Reporting from Kandahar, Afghanistan —
Astride a black motorbike, he moves freely about the dusty, chaotic city he boasts the Taliban owns. "Our house," he calls it. "Our home."
His nom de guerre is Mullawi Mohammadi, and he coolly declares that he and the Taliban fighters under his command have nothing to fear here in Kandahar, which the North Atlantic Treaty Organization has vowed to clear of insurgents this summer.
With tens of thousands of U.S. and other coalition troops either arriving or already deployed in Kandahar province to take part in the coming operation, it looms as one of the most crucial confrontations of Afghanistan's long war. But with the Taliban stitched into the city's fabric, it may prove a very difficult one.
Mohammadi granted a rare interview in a bid to dispel what he said were misconceptions about the insurgents' aims.
Before settling in to talk, he carefully removed the batteries and SIM cards from his cellphones, a precaution against electronic tracking by U.S. special operations forces and other coalition troops who have been methodically hunting midlevel Taliban commanders, especially in Kandahar province.
"We are safe and comfortable in our many hidden places," Mohammadi said, adjusting his bulky gray-striped turban and yellow-tinted sunglasses. "We are not scared of NATO, or of the Americans. Whoever comes, we will kill them."
No one knows how many Taliban fighters have ensconced themselves in Kandahar city, which has a population of nearly 1 million and is the hub of southern Afghanistan.
The birthplace of the militant Islamic movement, it remains the insurgency's "center of gravity," in the words of U.S. Adm. Mike Mullen, chairman of the Joint Chiefs of Staff.
Kandahar's fate is widely viewed as a bellwether of the war's course. U.S. military officials say they believe that a two-pronged approach of establishing security, and a dramatic push to improve local governance will embolden Kandahar residents to reject the insurgents.
As the offensive looms, Kandahar has been shaken by an intensifying wave of suicide bombings, assassinations and threats against anyone associated with foreign forces or the government.
Scarcely a day passes without the assassination of a prominent tribal elder or local official in the city and its surrounding districts. The latest such death was reported Saturday: A member of the tribal shura, or council, was gunned down in the district of Argandab, just outside Kandahar city.

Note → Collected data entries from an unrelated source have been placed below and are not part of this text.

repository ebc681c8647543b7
pub mod cors;

pub use cors::build_cors;
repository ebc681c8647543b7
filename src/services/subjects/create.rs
use actix_web::{HttpResponse, Result as ActixResult};
use tracing::{error, info};

use super::{SubjectService, normalize_description, validate_subject_fields};
use crate::models::{
    ApiResponse, ErrorCode,
    subjects::{requests::CreateSubjectRequest, responses::SubjectResponse},
};

pub async fn create_subject(
    service: &SubjectService,
    mut subject_data: CreateSubjectRequest,
) -> ActixResult<HttpResponse> {
    if let Err(msg) = validate_subject_fields(
        Some(&subject_data.name),
        subject_data.description.as_deref(),
    ) {
        return Ok(HttpResponse::BadRequest()
            .json(ApiResponse::error_empty(ErrorCode::ValidationFailed, msg)));
    }

    subject_data.name = subject_data.name.trim().to_string();
    subject_data.description = normalize_description(subject_data.description);

    let storage = service.get_storage();

    match storage.create_subject(subject_data).await {
        Ok(subject) => {
            info!("Subject {} created", subject.meta.id);
            Ok(HttpResponse::Created().json(ApiResponse::success(
                SubjectResponse { subject },
                "Subject created successfully",
            )))
        }
        Err(e) => {
            error!("Subject creation failed: {e}");
            Ok(
                HttpResponse::InternalServerError().json(ApiResponse::error_empty(
                    ErrorCode::SubjectCreationFailed,
                    format!("Subject creation failed: {e}"),
                )),
            )
        }
    }
}
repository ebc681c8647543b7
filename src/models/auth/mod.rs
pub mod requests;
pub mod responses;

pub use requests::LoginRequest;
pub use responses::LoginResponse;
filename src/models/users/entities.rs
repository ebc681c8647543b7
use serde::{Deserialize, Serialize};
use ts_rs::TS;

use crate::models::common::RecordMeta;

// 用户角色
#[derive(Debug, Clone, Default, Serialize, PartialEq, TS)]
#[serde(rename_all = "snake_case")]
#[ts(export, export_to = "user.ts")]
pub enum UserRole {
    #[default]
    User, // 普通用户
    Teacher, // 教师
    Admin,   // 管理员
}

impl UserRole {
    pub const USER: &'static str = "user";
    pub const TEACHER: &'static str = "teacher";
    pub const ADMIN: &'static str = "admin";
}

impl<'de> Deserialize<'de> for UserRole {
    fn deserialize<D>(deserializer: D) -> Result<Self, D::Error>
    where
        D: serde::Deserializer<'de>,
    {
        let s = String::deserialize(deserializer)?;
        s.parse::<UserRole>().map_err(|_| {
            serde::de::Error::custom(format!(
                "Invalid user role: '{s}'. Supported roles: user, teacher, admin"
            ))
        })
    }
}

impl std::fmt::Display for UserRole {
    fn fmt(&self, f: &mut std::fmt::Formatter<'_>) -> std::fmt::Result {
        match self {
            UserRole::User => write!(f, "{}", UserRole::USER),
            UserRole::Teacher => write!(f, "{}", UserRole::TEACHER),
            UserRole::Admin => write!(f, "{}", UserRole::ADMIN),
        }
    }
}

impl std::str::FromStr for UserRole {
    type Err = String;

    fn from_str(s: &str) -> Result<Self, Self::Err> {
        match s {
            UserRole::USER => Ok(UserRole::User),
            UserRole::TEACHER => Ok(UserRole::Teacher),
            UserRole::ADMIN => Ok(UserRole::Admin),
            _ => Err(format!("Invalid user role: {s}")),
        }
    }
}

// 用户实体
#[derive(Debug, Clone, Serialize, Deserialize, TS)]
#[serde(rename_all = "PascalCase")]
#[ts(export, export_to = "user.ts")]
pub struct User {
    #[serde(flatten)]
    #[ts(flatten)]
    pub meta: RecordMeta,
    pub email: String,
    #[serde(skip_serializing, default)] // 不序列化到JSON响应中
    #[ts(skip)]
    pub password_hash: String,
    pub name: Option<String>,
    pub role: UserRole,
    pub last_login: Option<chrono::DateTime<chrono::Utc>>,
}

impl User {
    // 生成访问令牌
    pub fn generate_access_token(&self) -> Result<String, jsonwebtoken::errors::Error> {
        crate::utils::jwt::JwtUtils::generate_access_token(self.meta.id, &self.role.to_string())
    }
}
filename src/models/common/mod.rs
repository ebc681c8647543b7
pub mod error_code;
pub mod record;
pub mod response;

pub use error_code::ErrorCode;
pub use record::RecordMeta;
pub use response::ApiResponse;
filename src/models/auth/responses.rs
use crate::models::users::entities::User;
use serde::Serialize;
use ts_rs::TS;

// 登录响应
#[derive(Debug, Serialize, TS)]
#[ts(export, export_to = "auth.ts")]
pub struct LoginResponse {
    pub access_token: String,
    pub expires_in: i64, // 秒
    pub user: User,
    pub created_at: chrono::DateTime<chrono::Utc>,
}
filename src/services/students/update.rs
use actix_web::{HttpResponse, Result as ActixResult};
use tracing::error;

use super::{StudentService, validate_student_fields};
use crate::models::{
    ApiResponse, ErrorCode,
    students::{requests::UpdateStudentRequest, responses::StudentResponse},
};

pub async fn update_student(
    service: &StudentService,
    student_id: i64,
    mut update_data: UpdateStudentRequest,
) -> ActixResult<HttpResponse> {
    if let Err(msg) = validate_student_fields(
        update_data.first_name.as_deref(),
        update_data.last_name.as_deref(),
        update_data.age,
        update_data.grade.as_deref(),
    ) {
        return Ok(HttpResponse::BadRequest()
            .json(ApiResponse::error_empty(ErrorCode::ValidationFailed, msg)));
    }

    for field in [
        &mut update_data.first_name,
        &mut update_data.last_name,
        &mut update_data.grade,
    ] {
        if let Some(value) = field {
            *value = value.trim().to_string();
        }
    }

    let storage = service.get_storage();

    match storage.update_student(student_id, update_data).await {
        Ok(Some(student)) => Ok(HttpResponse::Ok().json(ApiResponse::success(
            StudentResponse { student },
            "Student information updated successfully",
        ))),
        Ok(None) => Ok(HttpResponse::NotFound().json(ApiResponse::error_empty(
            ErrorCode::StudentNotFound,
            "Student not found",
        ))),
        Err(e) => {
            error!("Failed to update student {student_id}: {e}");
            Ok(
                HttpResponse::InternalServerError().json(ApiResponse::error_empty(
                    ErrorCode::StudentUpdateFailed,
                    format!("Failed to update student information: {e}"),
                )),
            )
        }
    }
}
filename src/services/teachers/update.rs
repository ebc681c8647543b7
use actix_web::{HttpResponse, Result as ActixResult};
use tracing::error;

use super::{TeacherService, validate_teacher_fields};
use crate::models::{
    ApiResponse, ErrorCode,
    teachers::{requests::UpdateTeacherRequest, responses::TeacherResponse},
};

pub async fn update_teacher(
    service: &TeacherService,
    teacher_id: i64,
    mut update_data: UpdateTeacherRequest,
) -> ActixResult<HttpResponse> {
    if let Err(msg) = validate_teacher_fields(
        update_data.first_name.as_deref(),
        update_data.last_name.as_deref(),
        update_data.age,
        update_data.department.as_deref(),
    ) {
        return Ok(HttpResponse::BadRequest()
            .json(ApiResponse::error_empty(ErrorCode::ValidationFailed, msg)));
    }

    for field in [
        &mut update_data.first_name,
        &mut update_data.last_name,
        &mut update_data.department,
    ] {
        if let Some(value) = field {
            *value = value.trim().to_string();
        }
    }

    let storage = service.get_storage();

    match storage.update_teacher(teacher_id, update_data).await {
        Ok(Some(teacher)) => Ok(HttpResponse::Ok().json(ApiResponse::success(
            TeacherResponse { teacher },
            "Teacher information updated successfully",
        ))),
        Ok(None) => Ok(HttpResponse::NotFound().json(ApiResponse::error_empty(
            ErrorCode::TeacherNotFound,
            "Teacher not found",
        ))),
        Err(e) => {
            error!("Failed to update teacher {teacher_id}: {e}");
            Ok(
                HttpResponse::InternalServerError().json(ApiResponse::error_empty(
                    ErrorCode::TeacherUpdateFailed,
                    format!("Failed to update teacher information: {e}"),
                )),
            )
        }
    }
}
pub mod entities;
pub mod requests;
pub mod responses;
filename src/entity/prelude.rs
//! 预导入模块，方便使用

pub use super::students::{
    ActiveModel as StudentActiveModel, Entity as Students, Model as StudentModel,
};
pub use super::subjects::{
    ActiveModel as SubjectActiveModel, Entity as Subjects, Model as SubjectModel,
};
pub use super::teachers::{
    ActiveModel as TeacherActiveModel, Entity as Teachers, Model as TeacherModel,
};
pub use super::users::{ActiveModel as UserActiveModel, Entity as Users, Model as UserModel};
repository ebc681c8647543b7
use crate::config::AppConfig;
use jsonwebtoken::{EncodingKey, Header, encode};
use serde::{Deserialize, Serialize};

// JWT Claims 结构体
#[derive(Debug, Clone, Serialize, Deserialize)]
pub struct Claims {
    pub sub: String,  // Subject (user ID)
    pub role: String, // 用户角色
    pub exp: usize,   // Expiration time (时间戳)
    pub iat: usize,   // Issued at (签发时间)
}

pub struct JwtUtils;

impl JwtUtils {
    // 获取 JWT 密钥
    fn get_secret() -> String {
        AppConfig::get().jwt.secret.clone()
    }

    /// Access Token 有效期（秒）
    pub fn access_token_ttl_secs() -> i64 {
        AppConfig::get().jwt.access_token_expiry * 60
    }

    // 生成 Access Token
    pub fn generate_access_token(
        user_id: i64,
        role: &str,
    ) -> Result<String, jsonwebtoken::errors::Error> {
        Self::generate_token_with_expiry(
            user_id,
            role,
            chrono::Duration::seconds(Self::access_token_ttl_secs()),
        )
    }

    // 生成带自定义过期时间的 Token
    pub fn generate_token_with_expiry(
        user_id: i64,
        role: &str,
        expiry_duration: chrono::Duration,
    ) -> Result<String, jsonwebtoken::errors::Error> {
        let now = chrono::Utc::now();
        let expiration = now + expiry_duration;

        let claims = Claims {
            sub: user_id.to_string(),
            role: role.to_string(),
            exp: expiration.timestamp() as usize,
            iat: now.timestamp() as usize,
        };

        let secret = Self::get_secret();
        let encoding_key = EncodingKey::from_secret(secret.as_ref());

        encode(&Header::default(), &claims, &encoding_key)
    }
}

#[cfg(test)]
mod tests {
    use super::*;
    use jsonwebtoken::{DecodingKey, Validation, decode};

    fn decode_claims(token: &str) -> Result<Claims, jsonwebtoken::errors::Error> {
        let secret = AppConfig::get().jwt.secret.clone();
        decode::<Claims>(
            token,
            &DecodingKey::from_secret(secret.as_ref()),
            &Validation::default(),
        )
        .map(|token_data| token_data.claims)
    }

    #[test]
    fn test_generate_and_verify() {
        let token = JwtUtils::generate_access_token(42, "teacher").unwrap();
        let claims = decode_claims(&token).unwrap();
        assert_eq!(claims.sub, "42");
        assert_eq!(claims.role, "teacher");
        assert!(claims.exp > claims.iat);
    }

    #[test]
    fn test_expired_token_is_rejected() {
        let token =
            JwtUtils::generate_token_with_expiry(1, "user", chrono::Duration::hours(-2)).unwrap();
        assert!(decode_claims(&token).is_err());
    }

    #[test]
    fn test_tampered_token_is_rejected() {
        let token = JwtUtils::generate_access_token(1, "user").unwrap();
        let tampered = format!("{token}x");
        assert!(decode_claims(&tampered).is_err());
    }
}
use actix_web::{HttpResponse, Result as ActixResult};
use tracing::{error, info};

use super::StudentService;
use crate::models::{ApiResponse, ErrorCode};

pub async fn delete_student(
    service: &StudentService,
    student_id: i64,
) -> ActixResult<HttpResponse> {
    let storage = service.get_storage();

    match storage.delete_student(student_id).await {
        Ok(true) => {
            info!("Student {student_id} deleted");
            Ok(HttpResponse::Ok().json(ApiResponse::success_empty("Student deleted successfully")))
        }
        Ok(false) => Ok(HttpResponse::NotFound().json(ApiResponse::error_empty(
            ErrorCode::StudentNotFound,
            "Student not found",
        ))),
        Err(e) => {
            error!("Student deletion failed: {e}");
            Ok(
                HttpResponse::InternalServerError().json(ApiResponse::error_empty(
                    ErrorCode::StudentDeleteFailed,
                    format!("Student deletion failed: {e}"),
                )),
            )
        }
    }
}
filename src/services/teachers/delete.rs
use actix_web::{HttpResponse, Result as ActixResult};
use tracing::{error, info};

use super::TeacherService;
use crate::models::{ApiResponse, ErrorCode};

pub async fn delete_teacher(
    service: &TeacherService,
    teacher_id: i64,
) -> ActixResult<HttpResponse> {
    let storage = service.get_storage();

    match storage.delete_teacher(teacher_id).await {
        Ok(true) => {
            info!("Teacher {teacher_id} deleted");
            Ok(HttpResponse::Ok().json(ApiResponse::success_empty("Teacher deleted successfully")))
        }
        Ok(false) => Ok(HttpResponse::NotFound().json(ApiResponse::error_empty(
            ErrorCode::TeacherNotFound,
            "Teacher not found",
        ))),
        Err(e) => {
            error!("Teacher deletion failed: {e}");
            Ok(
                HttpResponse::InternalServerError().json(ApiResponse::error_empty(
                    ErrorCode::TeacherDeleteFailed,
                    format!("Teacher deletion failed: {e}"),
                )),
            )
        }
    }
}
use super::entities::UserRole;
use serde::Deserialize;
use ts_rs::TS;

// 用户创建请求
#[derive(Debug, Clone, Deserialize, TS)]
#[serde(rename_all = "PascalCase")]
#[ts(export, export_to = "user.ts")]
pub struct CreateUserRequest {
    pub email: String,
    pub password: String,
    #[serde(default)]
    pub name: Option<String>,
    #[serde(default)]
    pub role: UserRole,
}

// 用户更新请求
#[derive(Debug, Clone, Default, Deserialize, TS)]
#[serde(rename_all = "PascalCase")]
#[ts(export, export_to = "user.ts")]
pub struct UpdateUserRequest {
    pub email: Option<String>,
    pub password: Option<String>,
    pub name: Option<String>,
    pub role: Option<UserRole>,
}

In a message e-mailed to journalists Saturday, Taliban officials promised more such killings. The statement announced a new offensive to expel "foreign invaders," coinciding with the start Monday of a visit to Washington by President Hamid Karzai.

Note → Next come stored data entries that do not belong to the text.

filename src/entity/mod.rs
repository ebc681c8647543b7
//! SeaORM 实体定义
//!
//! 这些实体用于数据库操作，与 models 模块中的业务实体分离。
//! Storage 层使用这些实体进行 CRUD 操作，然后转换为 models 中的业务实体。

pub mod prelude;

pub mod students;
pub mod subjects;
pub mod teachers;
pub mod users;
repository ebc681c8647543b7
pub mod login;

use actix_web::{HttpResponse, Result as ActixResult};
use std::sync::Arc;

use crate::models::auth::LoginRequest;
use crate::storage::Storage;

pub struct AuthService {
    storage: Arc<dyn Storage>,
}

impl AuthService {
    pub fn new(storage: Arc<dyn Storage>) -> Self {
        Self { storage }
    }

    pub(crate) fn get_storage(&self) -> Arc<dyn Storage> {
        self.storage.clone()
    }

    // 用户登录
    pub async fn login(&self, login_request: LoginRequest) -> ActixResult<HttpResponse> {
        login::handle_login(self, login_request).await
    }
}
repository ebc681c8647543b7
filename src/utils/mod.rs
pub mod extractor;
pub mod jwt;
pub mod parameter_error_handler;
pub mod password;
pub mod validate;

pub use extractor::{SafeEmail, SafeIDI64};
pub use parameter_error_handler::json_error_handler;
use crate::config::AppConfig;
use crate::errors::RegistryError;
use argon2::password_hash::{SaltString, rand_core::OsRng};
use argon2::{Algorithm, Argon2, Params, PasswordHash, PasswordHasher, PasswordVerifier, Version};
use once_cell::sync::Lazy;

// 邮箱不存在时用于比对的哈希，使两种失败路径耗时一致
static DUMMY_HASH: Lazy<String> =
    Lazy::new(|| hash_password("registry-dummy-password").unwrap_or_default());

/// 哈希密码
pub fn hash_password(password: &str) -> Result<String, RegistryError> {
    let config = AppConfig::get();
    let params = Params::new(
        config.argon2.memory_cost,
        config.argon2.time_cost,
        config.argon2.parallelism,
        None,
    )
    .map_err(|e| RegistryError::internal(format!("Argon2 参数错误: {e}")))?;

    let argon2 = Argon2::new(Algorithm::Argon2id, Version::V0x13, params);
    let salt = SaltString::generate(&mut OsRng);
    let hash = argon2
        .hash_password(password.as_bytes(), &salt)
        .map_err(|e| RegistryError::internal(format!("密码哈希失败: {e}")))?;
    Ok(hash.to_string())
}

/// 验证密码（哈希输出的比较为常量时间）
pub fn verify_password(password: &str, hash: &str) -> bool {
    match PasswordHash::new(hash) {
        Ok(parsed_hash) => Argon2::default()
            .verify_password(password.as_bytes(), &parsed_hash)
            .is_ok(),
        Err(_) => false,
    }
}

/// 验证可能不存在的用户的密码
///
/// 用户不存在时仍对占位哈希执行一次验证，结果恒为 false。
pub fn verify_password_or_dummy(password: &str, hash: Option<&str>) -> bool {
    match hash {
        Some(hash) => verify_password(password, hash),
        None => {
            let _ = verify_password(password, &DUMMY_HASH);
            false
        }
    }
}

/// 在阻塞线程池中哈希密码，避免占用 actix 工作线程
pub async fn hash_password_blocking(password: String) -> Result<String, RegistryError> {
    match tokio::task::spawn_blocking(move || hash_password(&password)).await {
        Ok(result) => result,
        Err(e) => Err(RegistryError::internal(format!("密码处理失败: {e}"))),
    }
}

/// 在阻塞线程池中执行 [`verify_password_or_dummy`]
pub async fn verify_password_or_dummy_blocking(
    password: String,
    hash: Option<String>,
) -> Result<bool, RegistryError> {
    tokio::task::spawn_blocking(move || verify_password_or_dummy(&password, hash.as_deref()))
        .await
        .map_err(|e| RegistryError::internal(format!("密码处理失败: {e}")))
}

#[cfg(test)]
mod tests {
    use super::*;

    #[test]
    fn test_hash_and_verify() {
        let hash = hash_password("SecurePass123").unwrap();
        assert!(hash.starts_with("$argon2id$"));
        assert_ne!(hash, "SecurePass123");
        assert!(verify_password("SecurePass123", &hash));
        assert!(!verify_password("securepass123", &hash));
    }

    #[test]
    fn test_same_password_different_salt() {
        let a = hash_password("SecurePass123").unwrap();
        let b = hash_password("SecurePass123").unwrap();
        assert_ne!(a, b);
    }

    #[test]
    fn test_plaintext_is_never_accepted_as_hash() {
        assert!(!verify_password("SecurePass123", "SecurePass123"));
    }

    #[test]
    fn test_unknown_user_always_fails() {
        assert!(!verify_password_or_dummy("registry-dummy-password", None));
    }

    #[tokio::test]
    async fn test_blocking_variants() {
        let hash = hash_password_blocking("SecurePass123".to_string())
            .await
            .unwrap();
        assert!(
            verify_password_or_dummy_blocking("SecurePass123".to_string(), Some(hash.clone()))
                .await
                .unwrap()
        );
        assert!(
            !verify_password_or_dummy_blocking("WrongPass123".to_string(), Some(hash))
                .await
                .unwrap()
        );
        assert!(
            !verify_password_or_dummy_blocking("SecurePass123".to_string(), None)
                .await
                .unwrap()
        );
    }
}
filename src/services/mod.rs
pub mod auth;
pub mod students;
pub mod subjects;
pub mod teachers;
pub mod users;

pub use auth::AuthService;
pub use students::StudentService;
pub use subjects::SubjectService;
pub use teachers::TeacherService;
pub use users::UserService;
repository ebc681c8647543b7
use super::entities::Teacher;
use serde::Serialize;
use ts_rs::TS;

// 教师响应
#[derive(Debug, Serialize, TS)]
#[ts(export, export_to = "teacher.ts")]
pub struct TeacherResponse {
    pub teacher: Teacher,
}

// 教师列表响应
#[derive(Debug, Serialize, TS)]
#[ts(export, export_to = "teacher.ts")]
pub struct TeacherListResponse {
    pub items: Vec<Teacher>,
}
use actix_web::{HttpResponse, Result as ActixResult, web};

use super::not_found;
use crate::models::auth::LoginRequest;
use crate::models::users::requests::{CreateUserRequest, UpdateUserRequest};
use crate::services::{AuthService, UserService};
use crate::utils::SafeEmail;

// HTTP处理程序
pub async fn list_users(service: web::Data<UserService>) -> ActixResult<HttpResponse> {
    service.list_users().await
}

pub async fn create_user(
    service: web::Data<UserService>,
    user_data: web::Json<CreateUserRequest>,
) -> ActixResult<HttpResponse> {
    service.create_user(user_data.into_inner()).await
}

pub async fn get_user(
    service: web::Data<UserService>,
    email: SafeEmail,
) -> ActixResult<HttpResponse> {
    service.get_user(&email.0).await
}

pub async fn update_user(
    service: web::Data<UserService>,
    email: SafeEmail,
    update_data: web::Json<UpdateUserRequest>,
) -> ActixResult<HttpResponse> {
    service.update_user(&email.0, update_data.into_inner()).await
}

pub async fn delete_user(
    service: web::Data<UserService>,
    email: SafeEmail,
) -> ActixResult<HttpResponse> {
    service.delete_user(&email.0).await
}

pub async fn login(
    service: web::Data<AuthService>,
    login_request: web::Json<LoginRequest>,
) -> ActixResult<HttpResponse> {
    service.login(login_request.into_inner()).await
}

// 配置路由，登录必须先于 /users/{email} 注册
pub fn configure_user_routes(cfg: &mut web::ServiceConfig) {
    cfg.service(
        web::resource("/users/login")
            .route(web::post().to(login))
            .default_service(web::to(not_found)),
    )
    .service(
        web::resource("/users")
            .route(web::get().to(list_users))
            .route(web::post().to(create_user))
            .default_service(web::to(not_found)),
    )
    .service(
        web::resource("/users/{email}")
            .route(web::get().to(get_user))
            .route(web::put().to(update_user))
            .route(web::delete().to(delete_user))
            .default_service(web::to(not_found)),
    );
}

Mohammadi's self-proclaimed status as a Taliban commander could not be verified with certainty. But he spoke knowledgeably — and accurately, according to several people familiar with the insurgents' activities in Kandahar — about matters such as weapons procurement and the massing in the city of Taliban fighters from surrounding provinces.

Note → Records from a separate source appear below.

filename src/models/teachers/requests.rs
use serde::Deserialize;
use ts_rs::TS;

// 教师创建请求
#[derive(Debug, Clone, Deserialize, TS)]
#[serde(rename_all = "PascalCase")]
#[ts(export, export_to = "teacher.ts")]
pub struct CreateTeacherRequest {
    pub first_name: String,
    pub last_name: String,
    pub age: i32,
    pub department: String,
}

// 教师更新请求，未提供的字段保持不变
#[derive(Debug, Clone, Default, Deserialize, TS)]
#[serde(rename_all = "PascalCase")]
#[ts(export, export_to = "teacher.ts")]
pub struct UpdateTeacherRequest {
    pub first_name: Option<String>,
    pub last_name: Option<String>,
    pub age: Option<i32>,
    pub department: Option<String>,
}
use actix_web::{HttpResponse, Result as ActixResult};
use tracing::{error, info};

use super::UserService;
use crate::errors::RegistryError;
use crate::models::{
    ApiResponse, ErrorCode,
    users::{requests::CreateUserRequest, responses::UserResponse},
};
use crate::utils::password::hash_password_blocking;
use crate::utils::validate::{
    normalize_email, validate_email, validate_password_simple, validate_text,
};

pub async fn create_user(
    service: &UserService,
    mut user_data: CreateUserRequest,
) -> ActixResult<HttpResponse> {
    user_data.email = normalize_email(&user_data.email);

    // 验证邮箱
    if let Err(msg) = validate_email(&user_data.email) {
        return Ok(HttpResponse::BadRequest()
            .json(ApiResponse::error_empty(ErrorCode::UserEmailInvalid, msg)));
    }

    // 验证密码策略
    if let Err(msg) = validate_password_simple(&user_data.password) {
        return Ok(HttpResponse::BadRequest()
            .json(ApiResponse::error_empty(ErrorCode::UserPasswordInvalid, msg)));
    }

    if let Some(name) = user_data.name.as_deref() {
        if let Err(msg) = validate_text("Name", name) {
            return Ok(HttpResponse::BadRequest()
                .json(ApiResponse::error_empty(ErrorCode::ValidationFailed, msg)));
        }
        user_data.name = Some(name.trim().to_string());
    }

    user_data.password = match hash_password_blocking(user_data.password).await {
        Ok(hash) => hash,
        Err(e) => {
            error!("Password hashing failed: {e}");
            return Ok(
                HttpResponse::InternalServerError().json(ApiResponse::error_empty(
                    ErrorCode::InternalServerError,
                    "Password hashing failed",
                )),
            );
        }
    };

    let storage = service.get_storage();

    match storage.create_user(user_data).await {
        Ok(user) => {
            info!("User {} created", user.email);
            Ok(HttpResponse::Created().json(ApiResponse::success(
                UserResponse { user },
                "User created successfully",
            )))
        }
        Err(RegistryError::Conflict(msg)) => Ok(HttpResponse::Conflict()
            .json(ApiResponse::error_empty(ErrorCode::UserAlreadyExists, msg))),
        Err(e) => {
            error!("User creation failed: {e}");
            Ok(
                HttpResponse::InternalServerError().json(ApiResponse::error_empty(
                    ErrorCode::UserCreationFailed,
                    format!("User creation failed: {e}"),
                )),
            )
        }
    }
}
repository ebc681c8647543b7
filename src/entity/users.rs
//! 用户实体

use sea_orm::entity::prelude::*;

#[derive(Clone, Debug, PartialEq, DeriveEntityModel)]
#[sea_orm(table_name = "users")]
pub struct Model {
    #[sea_orm(primary_key)]
    pub id: i64,
    pub email: String,
    pub password_hash: String,
    pub name: Option<String>,
    pub role: String,
    pub last_login: Option<i64>,
    pub created_at: i64,
    pub updated_at: i64,
    pub deleted_at: Option<i64>,
}

#[derive(Copy, Clone, Debug, EnumIter, DeriveRelation)]
pub enum Relation {}

impl ActiveModelBehavior for ActiveModel {}

// 从数据库模型转换为业务模型
impl Model {
    pub fn into_user(self) -> crate::models::users::entities::User {
        use crate::models::RecordMeta;
        use crate::models::users::entities::{User, UserRole};
        use chrono::{DateTime, Utc};

        User {
            meta: RecordMeta::from_timestamps(
                self.id,
                self.created_at,
                self.updated_at,
                self.deleted_at,
            ),
            email: self.email,
            password_hash: self.password_hash,
            name: self.name,
            role: self.role.parse::<UserRole>().unwrap_or(UserRole::User),
            last_login: self
                .last_login
                .map(|ts| DateTime::<Utc>::from_timestamp(ts, 0).unwrap_or_default()),
        }
    }
}
use serde::{Deserialize, Serialize};
use ts_rs::TS;

use crate::models::common::RecordMeta;

// 教师实体
#[derive(Debug, Clone, PartialEq, Serialize, Deserialize, TS)]
#[serde(rename_all = "PascalCase")]
#[ts(export, export_to = "teacher.ts")]
pub struct Teacher {
    #[serde(flatten)]
    #[ts(flatten)]
    pub meta: RecordMeta,
    pub first_name: String,
    pub last_name: String,
    pub age: i32,
    pub department: String,
}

In the interview, conducted at a Kandahar hotel, he repeated the Taliban claim of responsibility for the assassination last month of the city's respected deputy mayor, Azizullah Yarmal. With chilling accuracy, he described some unreported details that were corroborated by Yarmal's family.
Speaking in his native Kandahar-accented Pashtu, Mohammadi was precise and articulate, sometimes pausing and offering a slight, even somewhat fussy rephrasing of a particular point.
Though his feet bore pale stripes from sandal straps, the markings of one who spends considerable time outdoors, Mohammadi's nails were clean and well-tended, his beard neatly trimmed, his white shalwar kameez immaculate.
His attention to appearance was at odds with the popular image of a rough-hewn village Talib, but Western military officials who have regularly dealt with insurgent detainees called his dress and demeanor typical of a religious scholar whose role in the Taliban is mainly organizational.
The interview, arranged by an intermediary whose attempt to meet in a more remote and possibly dangerous venue was deflected, was in some ways in keeping with a Taliban push to counter what the movement derides as Western military propaganda.
During an operation early this year headed by U.S. Marines in Marja, in neighboring Helmand province, Taliban leaders mounted a major public-relations effort, denouncing civilian deaths, inviting foreign journalists to "embed" with their fighters and providing daily accounts of fighting, though with greatly exaggerated claims of the casualties inflicted on coalition forces.
"We want our message to be heard and understood by all the world," Mohammadi said. "The foreign occupiers have come to our city, and we will fight them."